Prompt ▸ Give the number of lines in the material below that include "AtomicUsize", and write nothing else.
(Beginning of Listed entries)
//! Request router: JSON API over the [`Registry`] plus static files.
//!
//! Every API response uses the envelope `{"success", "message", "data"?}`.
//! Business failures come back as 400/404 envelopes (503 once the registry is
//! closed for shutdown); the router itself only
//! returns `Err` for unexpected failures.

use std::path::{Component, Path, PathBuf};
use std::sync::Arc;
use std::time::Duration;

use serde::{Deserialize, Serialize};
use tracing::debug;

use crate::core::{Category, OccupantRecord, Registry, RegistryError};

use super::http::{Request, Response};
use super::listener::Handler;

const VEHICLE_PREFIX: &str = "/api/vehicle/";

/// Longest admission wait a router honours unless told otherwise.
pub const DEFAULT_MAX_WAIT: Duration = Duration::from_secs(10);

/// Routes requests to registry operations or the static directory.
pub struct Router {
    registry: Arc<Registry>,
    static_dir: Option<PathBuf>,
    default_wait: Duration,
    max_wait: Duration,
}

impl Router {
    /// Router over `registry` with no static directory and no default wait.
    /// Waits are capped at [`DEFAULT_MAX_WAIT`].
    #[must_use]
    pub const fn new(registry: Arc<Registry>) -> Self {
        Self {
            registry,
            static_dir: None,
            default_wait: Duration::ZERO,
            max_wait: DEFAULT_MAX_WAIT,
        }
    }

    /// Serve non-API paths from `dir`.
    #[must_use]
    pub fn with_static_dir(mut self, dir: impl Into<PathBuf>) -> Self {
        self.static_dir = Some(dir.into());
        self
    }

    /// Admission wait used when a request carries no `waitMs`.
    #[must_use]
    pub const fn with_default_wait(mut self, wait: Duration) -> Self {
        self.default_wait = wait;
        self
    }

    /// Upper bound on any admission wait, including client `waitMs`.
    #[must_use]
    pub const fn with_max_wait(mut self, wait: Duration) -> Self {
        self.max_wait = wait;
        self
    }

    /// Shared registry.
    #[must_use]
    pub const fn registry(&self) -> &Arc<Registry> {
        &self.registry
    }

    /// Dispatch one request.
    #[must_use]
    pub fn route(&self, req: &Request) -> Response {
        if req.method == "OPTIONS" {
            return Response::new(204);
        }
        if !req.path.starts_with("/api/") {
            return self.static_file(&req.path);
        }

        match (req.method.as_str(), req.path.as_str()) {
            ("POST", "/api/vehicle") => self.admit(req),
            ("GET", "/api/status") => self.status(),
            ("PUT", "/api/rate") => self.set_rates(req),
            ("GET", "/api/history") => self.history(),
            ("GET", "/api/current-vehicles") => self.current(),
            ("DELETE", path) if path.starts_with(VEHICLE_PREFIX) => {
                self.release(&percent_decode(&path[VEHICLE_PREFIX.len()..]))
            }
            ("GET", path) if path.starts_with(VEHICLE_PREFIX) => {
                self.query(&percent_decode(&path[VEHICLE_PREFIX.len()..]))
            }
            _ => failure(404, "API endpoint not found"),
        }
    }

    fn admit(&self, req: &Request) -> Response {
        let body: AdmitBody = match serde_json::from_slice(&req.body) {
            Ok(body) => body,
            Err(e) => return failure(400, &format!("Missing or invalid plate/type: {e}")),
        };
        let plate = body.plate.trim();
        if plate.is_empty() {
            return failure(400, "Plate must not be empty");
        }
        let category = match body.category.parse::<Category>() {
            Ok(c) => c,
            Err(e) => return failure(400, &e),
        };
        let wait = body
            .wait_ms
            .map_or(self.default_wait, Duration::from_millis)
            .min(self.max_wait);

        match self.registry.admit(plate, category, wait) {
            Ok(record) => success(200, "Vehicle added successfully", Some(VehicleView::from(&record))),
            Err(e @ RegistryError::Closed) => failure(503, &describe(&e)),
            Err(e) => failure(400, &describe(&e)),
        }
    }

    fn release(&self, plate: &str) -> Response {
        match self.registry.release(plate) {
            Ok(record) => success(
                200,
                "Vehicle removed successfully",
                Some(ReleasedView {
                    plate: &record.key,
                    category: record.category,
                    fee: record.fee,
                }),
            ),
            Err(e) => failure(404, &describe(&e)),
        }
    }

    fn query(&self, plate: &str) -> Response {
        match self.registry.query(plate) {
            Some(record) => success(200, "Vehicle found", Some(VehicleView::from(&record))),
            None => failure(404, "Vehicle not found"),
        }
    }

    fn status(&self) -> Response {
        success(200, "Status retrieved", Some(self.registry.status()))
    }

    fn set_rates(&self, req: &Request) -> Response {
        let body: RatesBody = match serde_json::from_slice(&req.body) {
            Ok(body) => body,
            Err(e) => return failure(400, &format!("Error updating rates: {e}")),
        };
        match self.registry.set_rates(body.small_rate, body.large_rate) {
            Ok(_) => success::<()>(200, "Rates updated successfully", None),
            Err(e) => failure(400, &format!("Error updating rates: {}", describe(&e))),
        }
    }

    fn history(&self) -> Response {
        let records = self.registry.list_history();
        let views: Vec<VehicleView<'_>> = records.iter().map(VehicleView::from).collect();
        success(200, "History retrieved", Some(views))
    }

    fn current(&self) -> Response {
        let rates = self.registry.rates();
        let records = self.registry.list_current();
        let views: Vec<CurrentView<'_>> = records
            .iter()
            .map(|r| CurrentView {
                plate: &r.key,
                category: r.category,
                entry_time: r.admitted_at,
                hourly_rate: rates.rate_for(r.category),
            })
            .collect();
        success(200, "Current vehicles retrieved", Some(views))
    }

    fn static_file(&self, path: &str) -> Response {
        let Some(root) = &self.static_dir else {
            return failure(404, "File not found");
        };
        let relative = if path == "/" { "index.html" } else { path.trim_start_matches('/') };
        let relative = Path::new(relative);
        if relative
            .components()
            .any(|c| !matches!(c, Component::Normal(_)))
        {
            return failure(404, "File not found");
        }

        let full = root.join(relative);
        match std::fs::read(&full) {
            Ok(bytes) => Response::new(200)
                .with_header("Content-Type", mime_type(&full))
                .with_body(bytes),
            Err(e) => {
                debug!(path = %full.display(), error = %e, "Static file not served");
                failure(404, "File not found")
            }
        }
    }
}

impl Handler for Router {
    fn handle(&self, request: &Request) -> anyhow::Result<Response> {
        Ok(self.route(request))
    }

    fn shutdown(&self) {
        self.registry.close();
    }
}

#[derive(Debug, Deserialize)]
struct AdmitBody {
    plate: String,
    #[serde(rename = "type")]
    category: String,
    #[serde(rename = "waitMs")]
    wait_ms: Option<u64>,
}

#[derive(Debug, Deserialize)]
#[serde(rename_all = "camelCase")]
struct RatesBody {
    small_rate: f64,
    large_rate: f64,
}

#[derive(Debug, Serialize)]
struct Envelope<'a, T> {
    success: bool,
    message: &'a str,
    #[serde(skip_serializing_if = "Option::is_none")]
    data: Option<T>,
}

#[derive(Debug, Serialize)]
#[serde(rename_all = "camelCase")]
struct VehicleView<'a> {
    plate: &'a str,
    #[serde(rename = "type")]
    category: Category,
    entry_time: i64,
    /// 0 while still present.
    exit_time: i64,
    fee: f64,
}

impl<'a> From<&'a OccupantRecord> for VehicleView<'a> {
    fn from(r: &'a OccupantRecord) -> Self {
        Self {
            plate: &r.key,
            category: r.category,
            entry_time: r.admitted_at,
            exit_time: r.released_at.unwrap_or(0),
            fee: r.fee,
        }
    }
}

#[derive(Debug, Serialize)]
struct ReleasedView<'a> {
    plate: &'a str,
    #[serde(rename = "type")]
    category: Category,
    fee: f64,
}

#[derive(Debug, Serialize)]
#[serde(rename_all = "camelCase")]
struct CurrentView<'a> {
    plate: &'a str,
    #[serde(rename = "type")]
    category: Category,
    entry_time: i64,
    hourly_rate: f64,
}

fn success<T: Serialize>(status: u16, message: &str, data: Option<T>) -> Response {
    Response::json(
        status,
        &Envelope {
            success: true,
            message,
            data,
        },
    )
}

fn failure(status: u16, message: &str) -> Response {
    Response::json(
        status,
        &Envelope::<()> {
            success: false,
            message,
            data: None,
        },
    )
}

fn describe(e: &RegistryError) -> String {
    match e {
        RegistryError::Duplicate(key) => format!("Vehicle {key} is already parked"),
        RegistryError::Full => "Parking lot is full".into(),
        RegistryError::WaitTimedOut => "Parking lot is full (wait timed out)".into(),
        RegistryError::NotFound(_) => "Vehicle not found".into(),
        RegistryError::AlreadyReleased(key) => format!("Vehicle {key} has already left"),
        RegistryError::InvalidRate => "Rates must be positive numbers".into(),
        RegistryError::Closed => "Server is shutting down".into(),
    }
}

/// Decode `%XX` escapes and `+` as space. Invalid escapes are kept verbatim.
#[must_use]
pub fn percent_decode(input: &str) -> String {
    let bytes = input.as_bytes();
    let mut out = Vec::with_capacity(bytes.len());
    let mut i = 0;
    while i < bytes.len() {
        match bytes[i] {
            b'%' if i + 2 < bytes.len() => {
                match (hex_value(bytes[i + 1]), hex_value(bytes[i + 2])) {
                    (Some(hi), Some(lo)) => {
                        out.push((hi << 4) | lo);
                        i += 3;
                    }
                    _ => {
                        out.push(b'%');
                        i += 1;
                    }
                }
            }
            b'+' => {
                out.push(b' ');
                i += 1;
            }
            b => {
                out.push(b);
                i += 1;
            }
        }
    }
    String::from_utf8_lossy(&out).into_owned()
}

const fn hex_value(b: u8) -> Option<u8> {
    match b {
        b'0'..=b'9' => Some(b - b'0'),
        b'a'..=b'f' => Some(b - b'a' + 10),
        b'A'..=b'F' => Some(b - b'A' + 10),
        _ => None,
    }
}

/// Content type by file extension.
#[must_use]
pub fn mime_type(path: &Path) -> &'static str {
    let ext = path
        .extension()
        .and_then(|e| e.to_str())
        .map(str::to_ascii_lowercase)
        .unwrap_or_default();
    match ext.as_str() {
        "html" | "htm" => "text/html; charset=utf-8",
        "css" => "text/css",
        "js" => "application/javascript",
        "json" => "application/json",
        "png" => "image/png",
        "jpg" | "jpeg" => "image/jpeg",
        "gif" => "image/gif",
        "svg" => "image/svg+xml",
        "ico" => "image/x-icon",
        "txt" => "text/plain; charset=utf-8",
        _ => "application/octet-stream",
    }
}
(End of Listed entries)
(Beginning of Listed entries)
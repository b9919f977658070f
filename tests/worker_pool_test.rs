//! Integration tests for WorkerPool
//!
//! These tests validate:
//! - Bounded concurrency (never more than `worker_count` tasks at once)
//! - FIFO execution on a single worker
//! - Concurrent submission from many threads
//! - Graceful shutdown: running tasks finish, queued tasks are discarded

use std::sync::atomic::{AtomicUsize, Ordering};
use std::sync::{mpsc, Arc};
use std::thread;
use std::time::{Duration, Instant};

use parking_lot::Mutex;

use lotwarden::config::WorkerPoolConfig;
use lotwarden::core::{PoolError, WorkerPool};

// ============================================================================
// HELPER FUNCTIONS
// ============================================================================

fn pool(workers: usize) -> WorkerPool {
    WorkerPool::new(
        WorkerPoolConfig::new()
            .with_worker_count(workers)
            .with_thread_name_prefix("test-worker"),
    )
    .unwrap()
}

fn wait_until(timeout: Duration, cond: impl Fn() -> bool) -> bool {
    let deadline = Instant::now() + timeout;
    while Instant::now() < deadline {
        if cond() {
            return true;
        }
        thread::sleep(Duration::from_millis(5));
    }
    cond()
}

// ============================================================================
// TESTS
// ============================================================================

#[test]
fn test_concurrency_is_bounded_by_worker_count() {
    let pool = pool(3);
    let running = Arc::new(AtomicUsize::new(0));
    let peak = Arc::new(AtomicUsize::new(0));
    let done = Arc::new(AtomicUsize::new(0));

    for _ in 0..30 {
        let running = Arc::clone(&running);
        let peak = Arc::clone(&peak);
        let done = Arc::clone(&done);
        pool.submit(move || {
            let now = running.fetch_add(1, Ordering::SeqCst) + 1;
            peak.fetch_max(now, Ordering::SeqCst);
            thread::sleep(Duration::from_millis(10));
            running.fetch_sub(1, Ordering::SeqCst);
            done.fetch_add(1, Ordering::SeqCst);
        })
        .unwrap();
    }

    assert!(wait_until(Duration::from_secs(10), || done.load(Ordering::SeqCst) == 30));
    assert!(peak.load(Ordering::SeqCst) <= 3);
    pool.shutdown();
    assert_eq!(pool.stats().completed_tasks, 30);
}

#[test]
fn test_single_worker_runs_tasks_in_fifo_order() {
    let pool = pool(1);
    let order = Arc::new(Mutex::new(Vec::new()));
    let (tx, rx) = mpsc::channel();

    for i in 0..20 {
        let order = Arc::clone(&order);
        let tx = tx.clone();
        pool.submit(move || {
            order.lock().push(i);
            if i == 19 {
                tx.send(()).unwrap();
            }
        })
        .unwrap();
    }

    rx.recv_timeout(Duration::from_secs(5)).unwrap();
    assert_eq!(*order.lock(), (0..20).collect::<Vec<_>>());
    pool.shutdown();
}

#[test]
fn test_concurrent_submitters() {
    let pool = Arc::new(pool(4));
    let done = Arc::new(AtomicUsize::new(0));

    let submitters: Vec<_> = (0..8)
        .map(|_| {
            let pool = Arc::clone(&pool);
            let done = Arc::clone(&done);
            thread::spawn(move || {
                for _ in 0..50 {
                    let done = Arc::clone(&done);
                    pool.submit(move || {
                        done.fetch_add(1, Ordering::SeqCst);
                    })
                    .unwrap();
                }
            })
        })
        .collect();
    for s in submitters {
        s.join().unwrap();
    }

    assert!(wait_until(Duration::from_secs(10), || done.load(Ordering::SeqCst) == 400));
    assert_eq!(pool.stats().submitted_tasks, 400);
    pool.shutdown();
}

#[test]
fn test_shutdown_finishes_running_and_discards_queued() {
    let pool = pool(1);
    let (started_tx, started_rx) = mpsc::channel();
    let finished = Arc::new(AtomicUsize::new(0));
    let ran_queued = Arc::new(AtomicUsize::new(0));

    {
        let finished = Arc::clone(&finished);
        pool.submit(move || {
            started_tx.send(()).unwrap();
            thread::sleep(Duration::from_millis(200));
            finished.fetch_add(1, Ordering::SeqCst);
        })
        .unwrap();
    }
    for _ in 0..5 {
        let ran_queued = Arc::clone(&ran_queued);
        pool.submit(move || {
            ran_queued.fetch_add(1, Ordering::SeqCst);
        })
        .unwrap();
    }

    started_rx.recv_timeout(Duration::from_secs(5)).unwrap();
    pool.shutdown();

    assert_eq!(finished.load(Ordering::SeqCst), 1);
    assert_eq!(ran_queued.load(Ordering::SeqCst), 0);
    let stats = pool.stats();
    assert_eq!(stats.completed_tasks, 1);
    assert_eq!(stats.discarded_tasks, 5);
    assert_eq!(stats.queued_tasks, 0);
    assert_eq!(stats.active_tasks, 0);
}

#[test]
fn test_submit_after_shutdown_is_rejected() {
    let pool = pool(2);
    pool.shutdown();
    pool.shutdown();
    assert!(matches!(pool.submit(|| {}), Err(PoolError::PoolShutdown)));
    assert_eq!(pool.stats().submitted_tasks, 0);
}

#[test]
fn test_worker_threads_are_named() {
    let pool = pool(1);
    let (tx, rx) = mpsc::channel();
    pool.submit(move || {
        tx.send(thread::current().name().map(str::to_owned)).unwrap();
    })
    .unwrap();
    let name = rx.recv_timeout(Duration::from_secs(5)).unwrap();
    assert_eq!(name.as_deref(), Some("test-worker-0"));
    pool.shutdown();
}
(End of Listed entries)
Exercise solution ▸ 7